## Your objective:
Within the material below, count every line with the string "position". Give no more than the number.

## Data extracts:
+++

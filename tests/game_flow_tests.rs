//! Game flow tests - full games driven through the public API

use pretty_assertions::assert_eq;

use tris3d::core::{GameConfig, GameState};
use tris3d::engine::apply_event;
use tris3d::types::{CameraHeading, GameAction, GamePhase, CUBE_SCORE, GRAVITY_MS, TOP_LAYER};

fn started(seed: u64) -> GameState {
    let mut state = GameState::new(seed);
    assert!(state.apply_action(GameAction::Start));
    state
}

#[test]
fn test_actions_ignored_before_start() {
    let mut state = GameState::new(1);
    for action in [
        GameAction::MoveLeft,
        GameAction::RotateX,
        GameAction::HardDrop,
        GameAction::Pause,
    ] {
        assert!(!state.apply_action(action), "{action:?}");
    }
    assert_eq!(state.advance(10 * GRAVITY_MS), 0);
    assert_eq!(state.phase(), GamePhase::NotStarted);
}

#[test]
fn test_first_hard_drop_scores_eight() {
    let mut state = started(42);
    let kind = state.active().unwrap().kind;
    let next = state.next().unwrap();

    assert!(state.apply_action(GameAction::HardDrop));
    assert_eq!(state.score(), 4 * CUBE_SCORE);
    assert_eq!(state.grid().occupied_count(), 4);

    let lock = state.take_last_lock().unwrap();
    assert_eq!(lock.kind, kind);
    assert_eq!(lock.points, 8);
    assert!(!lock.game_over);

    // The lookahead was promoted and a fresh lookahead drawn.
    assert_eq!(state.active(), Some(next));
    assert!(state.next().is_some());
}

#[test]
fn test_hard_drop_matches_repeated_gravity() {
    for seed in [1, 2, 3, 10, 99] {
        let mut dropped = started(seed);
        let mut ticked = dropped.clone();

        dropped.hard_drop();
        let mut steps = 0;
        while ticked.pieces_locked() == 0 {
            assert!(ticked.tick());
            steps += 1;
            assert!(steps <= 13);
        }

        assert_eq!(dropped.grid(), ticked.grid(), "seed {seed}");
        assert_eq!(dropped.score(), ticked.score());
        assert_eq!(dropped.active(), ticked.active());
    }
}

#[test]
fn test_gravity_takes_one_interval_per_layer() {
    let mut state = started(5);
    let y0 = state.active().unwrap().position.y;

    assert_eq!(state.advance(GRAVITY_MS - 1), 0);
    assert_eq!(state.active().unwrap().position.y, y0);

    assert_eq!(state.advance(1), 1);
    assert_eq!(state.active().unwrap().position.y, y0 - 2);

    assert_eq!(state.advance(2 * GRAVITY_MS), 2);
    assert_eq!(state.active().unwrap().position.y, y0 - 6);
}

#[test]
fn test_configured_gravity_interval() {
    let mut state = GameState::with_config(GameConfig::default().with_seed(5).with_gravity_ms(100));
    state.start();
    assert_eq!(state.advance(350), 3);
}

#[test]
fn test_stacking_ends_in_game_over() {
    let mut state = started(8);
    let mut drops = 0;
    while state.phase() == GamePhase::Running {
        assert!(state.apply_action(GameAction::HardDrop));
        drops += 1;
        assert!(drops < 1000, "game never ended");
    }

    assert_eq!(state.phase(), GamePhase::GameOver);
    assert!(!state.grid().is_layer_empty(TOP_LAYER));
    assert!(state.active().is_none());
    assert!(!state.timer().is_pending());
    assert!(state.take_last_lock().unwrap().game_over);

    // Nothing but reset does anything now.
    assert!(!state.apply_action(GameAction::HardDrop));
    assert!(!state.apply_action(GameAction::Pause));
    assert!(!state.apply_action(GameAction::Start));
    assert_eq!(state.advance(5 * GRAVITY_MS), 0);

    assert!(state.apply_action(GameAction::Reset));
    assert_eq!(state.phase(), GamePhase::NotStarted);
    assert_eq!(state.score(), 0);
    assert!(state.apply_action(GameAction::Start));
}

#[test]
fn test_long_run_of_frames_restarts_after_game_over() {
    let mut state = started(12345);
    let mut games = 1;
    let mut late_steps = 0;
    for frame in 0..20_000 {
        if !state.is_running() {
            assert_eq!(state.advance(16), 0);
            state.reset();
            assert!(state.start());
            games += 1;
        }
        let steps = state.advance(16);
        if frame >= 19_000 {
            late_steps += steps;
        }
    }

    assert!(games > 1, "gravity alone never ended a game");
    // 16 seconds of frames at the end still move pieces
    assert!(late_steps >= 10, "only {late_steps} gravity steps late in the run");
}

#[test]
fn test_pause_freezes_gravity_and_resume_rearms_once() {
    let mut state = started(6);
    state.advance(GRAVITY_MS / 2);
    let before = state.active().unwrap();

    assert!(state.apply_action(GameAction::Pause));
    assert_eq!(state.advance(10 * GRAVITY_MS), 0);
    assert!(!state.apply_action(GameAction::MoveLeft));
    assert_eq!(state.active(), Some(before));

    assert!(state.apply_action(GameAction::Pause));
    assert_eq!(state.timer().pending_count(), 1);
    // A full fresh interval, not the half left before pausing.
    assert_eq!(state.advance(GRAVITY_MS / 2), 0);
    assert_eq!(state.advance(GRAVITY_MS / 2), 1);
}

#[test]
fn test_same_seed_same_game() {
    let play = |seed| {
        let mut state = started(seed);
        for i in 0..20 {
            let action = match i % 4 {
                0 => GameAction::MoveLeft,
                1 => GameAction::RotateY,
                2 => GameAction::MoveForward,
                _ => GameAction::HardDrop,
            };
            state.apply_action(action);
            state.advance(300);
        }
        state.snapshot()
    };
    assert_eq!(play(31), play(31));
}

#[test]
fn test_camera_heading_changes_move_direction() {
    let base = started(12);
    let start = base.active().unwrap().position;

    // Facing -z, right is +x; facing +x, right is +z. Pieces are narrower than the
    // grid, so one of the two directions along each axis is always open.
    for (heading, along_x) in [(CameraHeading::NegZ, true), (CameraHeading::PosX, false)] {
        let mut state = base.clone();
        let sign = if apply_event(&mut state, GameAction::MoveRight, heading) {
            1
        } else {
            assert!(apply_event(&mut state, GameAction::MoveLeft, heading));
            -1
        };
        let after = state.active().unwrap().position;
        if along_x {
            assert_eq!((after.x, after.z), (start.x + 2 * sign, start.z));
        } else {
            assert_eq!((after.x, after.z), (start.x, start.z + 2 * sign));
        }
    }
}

+++

## Task answer:
6